On this day, this birthday, I wish
myself for the first time (who
would be a child again?) back

at that dining room table with
him, his years of little more less
back,

Everything weaves together in this poem and even if it didn’t capture me a hundred percent of the time, the moments it did were frequently stunning. Her imagery though sparse never fails to conjure a complete and striking picture. At the same time as I was reading through this poem and my housemate was singing and I was thinking I should probably go to bed and leave this for tomorrow, I saw Cummings’ superbly titled poem and dove into it.

It begins:

my father moved through dooms of love 
through sames of am through haves of give, 
singing each morning out of each night 
my father moved through depths of height

Typically, I’ve struggled with older, classical poetry. I often find it to be archaic in its formulation, or overly sentimental, etc. This poem, however, is unique in that the language Cummings uses is so singular, the phrases so adroit in pairing juxtaposing concepts or emotions like the titular “dooms of love”, that for once I wasn’t obsessing over the rhyming metre. Many poets twist themselves into knots with rhyme, taking the poem in a direction it doesn’t want to go purely to achieve the desired couplet, but I didn’t notice that here and if I did, wouldn’t care anyway – how could I when joy burgeons out of this poem so strongly?

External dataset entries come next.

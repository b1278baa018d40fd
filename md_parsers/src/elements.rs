//! Atom naming conventions used in PDB-like atom index files.


/// Prefix rules, checked in order. The first matching prefix wins, unless the name is listed as
/// an exception of that rule.
const PREFIX_RULES: &[(&str, u8, &[&str])] = &[
    ("C", 6,  &[]),
    ("H", 1,  &[]),
    ("Q", 1,  &[]),             // hydrogen placeholder used by AMBER/CHARMM, e.g. QQH
    ("O", 8,  &[]),
    ("N", 7,  &[]),
    ("S", 16, &[]),
    ("P", 15, &[]),
    ("F", 9,  &["FAD"]),
];

/// Single-letter element symbols, used when no prefix rule applies.
const SINGLE_LETTER: &[(char, u8)] = &[
    ('C', 6),
    ('H', 1),
    ('O', 8),
    ('N', 7),
    ('S', 16),
    ('P', 15),
    ('F', 9),
];

/// Element symbols of the atomic numbers appearing in the datasets.
const SYMBOLS: &[(u8, &str)] = &[
    (1,  "H"),
    (6,  "C"),
    (7,  "N"),
    (8,  "O"),
    (9,  "F"),
    (15, "P"),
    (16, "S"),
    (17, "Cl"),
];

pub const UNKNOWN_SYMBOL: &str = "X";


/// Deduce the atomic number from a PDB atom name, e.g. `CA1` -> 6, `HB2` -> 1.
///
/// Returns 0 if the name cannot be recognized.
pub fn atomic_number_from_name(atom_name: &str) -> u8 {
    let name = atom_name.trim();

    for (prefix, z, exceptions) in PREFIX_RULES {
        if name.starts_with(prefix) && !exceptions.contains(&name) {
            return *z;
        }
    }

    name.chars()
        .next()
        .and_then(|c| SINGLE_LETTER.iter().find(|(s, _)| *s == c))
        .map(|(_, z)| *z)
        .unwrap_or(0)
}


/// Element symbol of atomic number `z`, `"X"` for the ones not in the table.
pub fn symbol_from_atomic_number(z: u8) -> &'static str {
    SYMBOLS.iter()
        .find(|(n, _)| *n == z)
        .map(|(_, s)| *s)
        .unwrap_or(UNKNOWN_SYMBOL)
}


pub fn symbols_from_atomic_numbers<'a, I>(zs: I) -> Vec<String>
where I: IntoIterator<Item=&'a u8> {
    zs.into_iter()
        .map(|z| symbol_from_atomic_number(*z).to_string())
        .collect()
}


#[cfg(test)]
mod tests {
    use super::*;

    #[test]
    fn test_atomic_number_from_name() {
        assert_eq!(atomic_number_from_name("CA1"), 6);
        assert_eq!(atomic_number_from_name("HB2"), 1);
        assert_eq!(atomic_number_from_name("OXT"), 8);
        assert_eq!(atomic_number_from_name("ZZZZ"), 0);
        assert_eq!(atomic_number_from_name("QQH"), 1);
        assert_eq!(atomic_number_from_name("  NZ "), 7);
        assert_eq!(atomic_number_from_name("SG"), 16);
        assert_eq!(atomic_number_from_name("P1"), 15);
        assert_eq!(atomic_number_from_name("F3"), 9);
        assert_eq!(atomic_number_from_name(""), 0);
        assert_eq!(atomic_number_from_name("ca"), 0);
    }

    #[test]
    fn test_fad_falls_back_to_single_letter() {
        // `FAD` escapes the prefix rule but still starts with the fluorine symbol.
        assert_eq!(atomic_number_from_name("FAD"), 9);
    }

    #[test]
    fn test_symbols() {
        assert_eq!(symbol_from_atomic_number(6), "C");
        assert_eq!(symbol_from_atomic_number(17), "Cl");
        assert_eq!(symbol_from_atomic_number(26), "X");
        assert_eq!(symbols_from_atomic_numbers(&[8, 1, 1]), vec!["O", "H", "H"]);
    }
}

Yes, it can become a bit much at times, but it’s worth it to move through “griefs of joy” with “wrists of twilight”, “singing desire into being” as “septembering arms of year extend.” That last phrase almost split my skin with delight I grinned so fucking hard. It’s so goddamn perfect. Nothing more need be said to bring that picture to life, and more than that, it’s such an efficient marriage of time and image to take us into the next stage of the poem, of his father’s life.

Both poems tonight are exemplary in their deployment of language, their dissection of time and place and personhood, albeit in different ways; though both most clearly deserve to be looked at on their own, I can’t bring myself to regret the way exhaustion spliced their oddities into one. The overall effect was is will always be beautiful.